Actually, Davies/Jones told FBI investigators and his employer that he never left his villa the night of the attack because it was too dangerous. He did not visit the attack scene until the next morning. The conflicting government report caused the “60 Minutes” report to unravel.

From a journalist’s point of view, one can wonder about the CBS report, admittedly in retrospect. Why was Davies allowed to use a fake name on camera? And was any attempt made to prove that Davies was at the attack scene or at the local hospital, as he alleged?

The Times reported that CBS News Chairman Jeff Fager called the Logan report “as big a mistake” as “60 Minutes” has made in its 45-year history, but that its televised apology would be its last word on the issue.

This is seen as a “defensive crouch” by a news organization with a hard-hitting reputation and little pity for those caught in its cross-hairs. Fager also is executive producer of “60 Minutes.”

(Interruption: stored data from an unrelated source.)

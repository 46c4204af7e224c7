mod telegram;
mod vkontakte;

use std::sync::Arc;

use async_trait::async_trait;

pub use telegram::TelegramChannel;
pub use vkontakte::VkontakteChannel;

use crate::config::AppConfig;
use crate::feed::Item;
use crate::Result;

/// A downstream destination that can publish an item.
///
/// Bidirectional channels also keep a live session open through `listen`.
#[async_trait]
pub trait PublishChannel: Send + Sync {
    /// Stable channel identifier (e.g. `telegram`, `vkontakte`)
    fn name(&self) -> &str;

    async fn publish(&self, item: &Item) -> Result<()>;

    fn is_bidirectional(&self) -> bool {
        false
    }

    /// Hold the inbound session open. Only returns on failure.
    async fn listen(&self) -> Result<()> {
        Ok(())
    }
}

/// The channels enabled by configuration
#[derive(Clone, Default)]
pub struct Channels {
    pub telegram: Option<Arc<TelegramChannel>>,
    pub vkontakte: Option<Arc<VkontakteChannel>>,
}

impl Channels {
    pub fn from_config(config: &AppConfig) -> Result<Self> {
        let telegram = config
            .telegram()
            .map(TelegramChannel::new)
            .transpose()?
            .map(Arc::new);
        let vkontakte = config
            .vkontakte()
            .map(VkontakteChannel::new)
            .transpose()?
            .map(Arc::new);

        Ok(Self { telegram, vkontakte })
    }

    /// Channels in registration order: Telegram first, then VK
    pub fn publishers(&self) -> Vec<Arc<dyn PublishChannel>> {
        let mut publishers: Vec<Arc<dyn PublishChannel>> = Vec::new();
        if let Some(tg) = &self.telegram {
            publishers.push(tg.clone());
        }
        if let Some(vk) = &self.vkontakte {
            publishers.push(vk.clone());
        }
        publishers
    }
}

/// Join the non-empty parts of a post, one per line
pub(crate) fn compose_lines(parts: &[&str]) -> String {
    parts
        .iter()
        .map(|p| p.trim())
        .filter(|p| !p.is_empty())
        .collect::<Vec<_>>()
        .join("\n")
}

#[cfg(test)]
mod tests {
    use super::*;

    #[test]
    fn test_compose_lines_skips_blanks() {
        assert_eq!(compose_lines(&["Title", "", "  body "]), "Title\nbody");
    }

    #[test]
    fn test_publishers_in_registration_order() {
        let config = AppConfig::from_toml(
            r#"
[feed]
channel_id = "UC1"

[vkontakte]
token = "vk"
group_id = 1

[telegram]
token = "tg"
channel_id = "@c"
"#,
        )
        .unwrap();

        let channels = Channels::from_config(&config).unwrap();
        let names: Vec<String> = channels
            .publishers()
            .iter()
            .map(|c| c.name().to_string())
            .collect();
        assert_eq!(names, vec!["telegram", "vkontakte"]);
    }
}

Marvin Kalb, a former CBS news correspondent, said in Politico.com that an apology from CBS is not enough.

“What has CBS learned, if anything?” asks Kalb, a senior adviser to the Pulitzer Center on Crisis Reporting.

Following the apologies, said Kalb, “perhaps CBS (and other networks, too) will engage in a wide-ranging, no-holds-barred self-analysis of its reporting standards, starting one hopes with the unholy alliance it has formed with book publishers pushing their hot exclusives,” he wrote.

Davies/Jones had a book deal with Simon & Schuster, which is owned by CBS’s parent corporation.

If an apology is all CBS News can muster, clearly it is not being as tough on itself as it is on others.

The Society of Professional Journalists code of ethics encourages journalists to “abide by the same high standards to which they hold others.”

On the upside, “60 Minutes” admitted its mistake and apologized, a rarity in TV journalism.  SPJ says “admit mistakes and correct them promptly.” The admission phase is done; the correction remains to be seen.

Later, CBS announced that Logan and her producer were placed on leave of absence.

In a memo to staff, Fager wrote that he asked Logan and Max McClellan, the producer, to take a leave of absence, which they agreed to do.

“When faced with a such an error, we must use it as an opportunity to make our broadcast even stronger,” Fager wrote. “We are making adjustments at 60 Minutes to reduce the chances of it happening again.”

As executive producer, Fager said, “I am responsible for what gets on the air.”